在真核生物细胞内，大多数基因是不连续的，它们的编码区（exon）被称为“内含子（intron）”的非编码序列隔断。在基因表达过程中，内含子需要经过“剪”和“接”这两步化学反应被去除，从而使得编码区可以连接成不同的信使RNA（mRNA）。同一个基因，因为内含子的边界和数量不同，经过剪接，便可以产生出多种编码蛋白的mRNA。RNA剪接是所有真核生物特有的过程，是真核生物“中心法则”的关键步骤之一，也被认为是真核生物复杂性的重要分子基础。RNA剪接过程必须高度精准，任何错误都有可能导致基因表达异常乃至疾病的发生。
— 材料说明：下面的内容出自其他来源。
// == Unit Tests ==
#[cfg(test)]
mod tests {
    use super::*;
    use crate::cache::clock::ManualClock;
    use crate::cache::memory::MemoryBackend;
    use crate::cache::store::Store;
    use crate::config::{BreakerConfig, ReconnectConfig};
    use chrono::{TimeZone, Utc};
    use std::sync::atomic::{AtomicUsize, Ordering};

    struct Harness {
        service: Arc<CacheService>,
        backend: Arc<MemoryBackend>,
        clock: ManualClock,
        calls: Arc<AtomicUsize>,
    }

    fn harness() -> Harness {
        let clock = ManualClock::new(Utc.with_ymd_and_hms(2024, 4, 2, 20, 0, 0).unwrap());
        let backend = Arc::new(MemoryBackend::new(Arc::new(clock.clone())));
        let store = Store::new(
            backend.clone(),
            BreakerConfig::default(),
            ReconnectConfig {
                base_delay: Duration::from_secs(3600),
                max_delay: Duration::from_secs(3600),
            },
            Arc::new(clock.clone()),
        );
        Harness {
            service: Arc::new(CacheService::new(Arc::new(store), 100)),
            backend,
            clock,
            calls: Arc::new(AtomicUsize::new(0)),
        }
    }

    /// Echoes the `symbol` argument and counts its calls.
    #[derive(Debug)]
    struct Quote {
        calls: Arc<AtomicUsize>,
    }

    #[async_trait]
    impl Producer for Quote {
        type Error = String;

        fn name(&self) -> &str {
            "get_quote"
        }

        async fn produce(&self, args: &Args) -> Result<Payload, String> {
            self.calls.fetch_add(1, Ordering::SeqCst);
            match args.get("symbol").map(|p| p.to_string()).as_deref() {
                Some("FAIL") => Err("upstream timeout".to_string()),
                Some("NONE") => Ok(Payload::Null),
                Some(symbol) => Ok(Payload::map([("symbol", symbol)])),
                None => Err("symbol required".to_string()),
            }
        }
    }

    fn quote(calls: Arc<AtomicUsize>) -> Quote {
        Quote { calls }
    }

    #[tokio::test]
    async fn test_miss_then_hit() {
        let h = harness();
        let wrapped = cached(quote(h.calls.clone()), CacheConfig::new().ttl(60), h.service.clone());
        let args = Args::new().arg("symbol", "AAPL");

        let first = wrapped.call(&args).await.unwrap();
        let second = wrapped.call(&args).await.unwrap();

        assert_eq!(first.to_json(), second.to_json());
        assert_eq!(h.calls.load(Ordering::SeqCst), 1);

        let stats = h.service.stats().await.application_stats;
        assert_eq!((stats.hits, stats.misses, stats.sets), (1, 1, 1));
    }

    #[tokio::test]
    async fn test_slow_call_recorded_while_store_down() {
        let h = harness();
        h.backend.set_online(false);
        let slow = producer_fn("slow_report", |_args: Args| async {
            tokio::time::sleep(Duration::from_millis(20)).await;
            Ok::<_, String>(Payload::from("done"))
        });
        let wrapped = cached(
            slow,
            CacheConfig::new()
                .ttl(60)
                .slow_call_threshold(Duration::from_millis(5)),
            h.service.clone(),
        );

        wrapped.call(&Args::new()).await.unwrap();

        let stats = h.service.stats().await.application_stats;
        assert_eq!(stats.slow_calls, 1);
        assert_eq!(stats.sets, 0);
    }

    #[tokio::test]
    async fn test_expired_entry_recomputed() {
        let h = harness();
        let wrapped = cached(quote(h.calls.clone()), CacheConfig::new().ttl(60), h.service.clone());
        let args = Args::new().arg("symbol", "AAPL");

        wrapped.call(&args).await.unwrap();
        h.clock.advance(Duration::from_secs(60));
        wrapped.call(&args).await.unwrap();

        assert_eq!(h.calls.load(Ordering::SeqCst), 2);
    }

    #[tokio::test]
    async fn test_bypass_skips_cache_entirely() {
        let h = harness();
        let wrapped = cached(
            quote(h.calls.clone()),
            CacheConfig::new().ttl(60).bypass_param("refresh"),
            h.service.clone(),
        );
        let args = Args::new().arg("symbol", "AAPL").arg("refresh", "true");

        wrapped.call(&args).await.unwrap();
        wrapped.call(&args).await.unwrap();

        assert_eq!(h.calls.load(Ordering::SeqCst), 2);
        assert_eq!(h.backend.calls(), 0);
        assert!(h.backend.is_empty());
    }

    #[tokio::test]
    async fn test_bypass_param_not_part_of_key() {
        let h = harness();
        let wrapped = cached(
            quote(h.calls.clone()),
            CacheConfig::new().bypass_param("refresh"),
            h.service.clone(),
        );

        let plain = wrapped.key_for(&Args::new().arg("symbol", "AAPL"));
        let flagged = wrapped.key_for(&Args::new().arg("symbol", "AAPL").arg("refresh", false));
        assert_eq!(plain, flagged);
        assert_eq!(plain, "kapital:get_quote:symbol:AAPL");
    }

    #[tokio::test]
    async fn test_custom_key_fn() {
        let h = harness();
        let wrapped = cached(
            quote(h.calls.clone()),
            CacheConfig::new().key_fn(|name, args| {
                format!("{}:{}", name, args.get("symbol").map(|p| p.to_string()).unwrap_or_default())
            }),
            h.service.clone(),
        );

        wrapped.call(&Args::new().arg("symbol", "MSFT")).await.unwrap();
        assert_eq!(
            h.service.get("get_quote:MSFT").await.0,
            Some(serde_json::json!({"symbol": "MSFT"}))
        );
    }

    #[tokio::test]
    async fn test_producer_error_propagates_unchanged() {
        let h = harness();
        let wrapped = cached(quote(h.calls.clone()), CacheConfig::new(), h.service.clone());

        let err = wrapped
            .call(&Args::new().arg("symbol", "FAIL"))
            .await
            .unwrap_err();
        assert_eq!(err.into_producer().as_deref(), Some("upstream timeout"));
        assert!(h.backend.is_empty());
    }

    #[tokio::test]
    async fn test_null_not_cached_by_default() {
        let h = harness();
        let wrapped = cached(quote(h.calls.clone()), CacheConfig::new(), h.service.clone());
        let args = Args::new().arg("symbol", "NONE");

        assert!(wrapped.call(&args).await.unwrap().is_null());
        wrapped.call(&args).await.unwrap();

        assert_eq!(h.calls.load(Ordering::SeqCst), 2);
        assert!(h.backend.is_empty());
    }

    #[tokio::test]
    async fn test_null_cached_when_enabled() {
        let h = harness();
        let wrapped = cached(
            quote(h.calls.clone()),
            CacheConfig::new().cache_nulls(true),
            h.service.clone(),
        );
        let args = Args::new().arg("symbol", "NONE");

        wrapped.call(&args).await.unwrap();
        assert!(wrapped.call(&args).await.unwrap().is_null());

        assert_eq!(h.calls.load(Ordering::SeqCst), 1);
        assert_eq!(h.service.stats().await.application_stats.hits, 1);
    }

    #[tokio::test]
    async fn test_fail_open_serves_producer_when_store_down() {
        let h = harness();
        h.backend.set_online(false);
        let wrapped = cached(quote(h.calls.clone()), CacheConfig::new(), h.service.clone());

        let result = wrapped.call(&Args::new().arg("symbol", "AAPL")).await;
        assert!(result.is_ok());
        assert_eq!(h.calls.load(Ordering::SeqCst), 1);
    }

    #[tokio::test]
    async fn test_fail_closed_surfaces_store_fault() {
        let h = harness();
        h.backend.set_online(false);
        let wrapped = cached(
            quote(h.calls.clone()),
            CacheConfig::new().fail_open(false),
            h.service.clone(),
        );

        let err = wrapped
            .call(&Args::new().arg("symbol", "AAPL"))
            .await
            .unwrap_err();
        assert!(matches!(err, AsideError::Cache(StoreError::Transient(_))));
        assert_eq!(h.calls.load(Ordering::SeqCst), 0);
    }

    #[tokio::test]
    async fn test_store_bypass_scope_treated_as_miss() {
        let h = harness();
        let wrapped = cached(
            quote(h.calls.clone()),
            CacheConfig::new().fail_open(false),
            h.service.clone(),
        );
        let args = Args::new().arg("symbol", "AAPL");

        {
            let _guard = h.service.store().bypass();
            wrapped.call(&args).await.unwrap();
            wrapped.call(&args).await.unwrap();
        }

        assert_eq!(h.calls.load(Ordering::SeqCst), 2);
        assert_eq!(h.backend.calls(), 0);
    }

    #[tokio::test]
    async fn test_midnight_policy() {
        let h = harness();
        let wrapped = cached(
            quote(h.calls.clone()),
            CacheConfig::new().category(Category::FinancialStatements),
            h.service.clone(),
        );
        let args = Args::new().arg("symbol", "MSFT");
        wrapped.call(&args).await.unwrap();

        let key = wrapped.key_for(&args);
        assert_eq!(h.service.store().try_ttl(&key).await.unwrap(), Some(4 * 3600));
    }

    #[tokio::test]
    async fn test_wrapper_is_a_producer() {
        let h = harness();
        let wrapped = cached(quote(h.calls.clone()), CacheConfig::new(), h.service.clone());

        async fn run<P: Producer>(p: &P, args: &Args) -> bool {
            p.produce(args).await.is_ok()
        }

        assert!(run(&wrapped, &Args::new().arg("symbol", "AAPL")).await);
        assert_eq!(Producer::name(&wrapped), "get_quote");
    }

    #[tokio::test]
    async fn test_closure_producer() {
        let h = harness();
        let echo = producer_fn("echo", |args: Args| async move {
            Ok::<_, String>(args.get("n").cloned().unwrap_or_default())
        });
        let wrapped = cached(echo, CacheConfig::new().ttl(60), h.service.clone());

        let args = Args::new().arg("n", 42);
        assert_eq!(wrapped.call(&args).await.unwrap().to_json(), serde_json::json!(42));
        assert_eq!(h.service.get("kapital:echo:n:42").await.0, Some(serde_json::json!(42)));
    }

    #[test]
    fn test_config_from_process_config() {
        let process = Config {
            key_prefix: "staging".to_string(),
            slow_call_threshold: Duration::from_millis(250),
            ..Config::default()
        };
        let config = CacheConfig::from_config(&process);
        assert_eq!(config.key_prefix, "staging");
        assert_eq!(config.slow_call_threshold, Duration::from_millis(250));
        assert!(config.fail_open);
    }

    #[test]
    fn test_config_from_phrase() {
        let config = CacheConfig::new().ttl_phrase("15 minutes").unwrap();
        assert_eq!(config.policy.ttl, Some(900));
        assert!(CacheConfig::new().ttl_phrase("fortnightly-ish").is_err());
    }
}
据统计，1/3以上的遗传性疾病与RNA剪接异常有关。

RNA剪接这一复杂的生理过程由剪接体（spliceosome）来执行。剪接体是细胞中已知的最为复杂的大分子机器，分子量巨大并且高度动态，主要由蛋白质-核酸形成的复合物（ribonucleoprotein，RNP）组装形成，它在前体信使RNA（pre-mRNA）上完成识别、组装、激活、催化等一系列过程，并最终在反应结束后解离成许多小的功能单元，以进入下一个反应循环。根据剪接体的组成与构象的不同，可以将剪接体分为E、A、B、Bact、B*、C、C*、P、ILS等若干状态。

人类剪接体结构研究

解析剪接体的高分辨率结构对于理解剪接反应的机理至关重要。2015年8月，施一公课题组在世界上率先解析了酵母剪接体的高分辨率结构，在2016年又陆续报道了酵母剪接体在不同工作状态下的高分辨结构，提供了迄今为止最为全面和清晰的剪接体结构信息，揭示了RNA剪接的分子基础，极大地推动了这一领域的发展。

然而与酵母剪接体相比，以人类为代表的高等生物的剪接体组成、组装和调控更为复杂，其结构研究也因为组成的复杂性和构象的不稳定性而进展缓慢。由于超过1/3的人类遗传病与剪接过程中的错误直接相关，解析人源剪接体的结构不仅能帮助理解剪接反应的化学本质，更能促进对一些疾病发病机制的理解，并为研发针对剪接体的相关药物提供可能。因此人源剪接体的结构解析是极其重要并亟需解决的难题。

在最新发表的《细胞》研究长文中，施一公研究组利用修饰过的pre-mRNA，在体外进行人源剪接体的组装，把剪接反应锁定在了第一步反应之后与第二步反应之前的状态，即C*状态。由于人源剪接体非常不稳定，研究人员使用化学交联剂在温和的条件下对剪接体进行固定，成功获得了稳定的人源剪接体样品，并采用单颗粒冷冻电镜重构出了3.8埃的近原子分辨率结构。

在该结构中，剪接体核心区分辨率高达3.0-3.5埃，清晰地展示了由20余个蛋白与RNA组成的催化反应中心的结构。同时，他们观察到与第二步反应密切相关的剪接因子所呈现出的特定构象，对于稳定反应活性中心以及催化第二步转酯反应至关重要。该结构的解析为揭示第二步反应过程中剪接体的构象变化以及3 剪接位点的识别提供了重要的结构依据。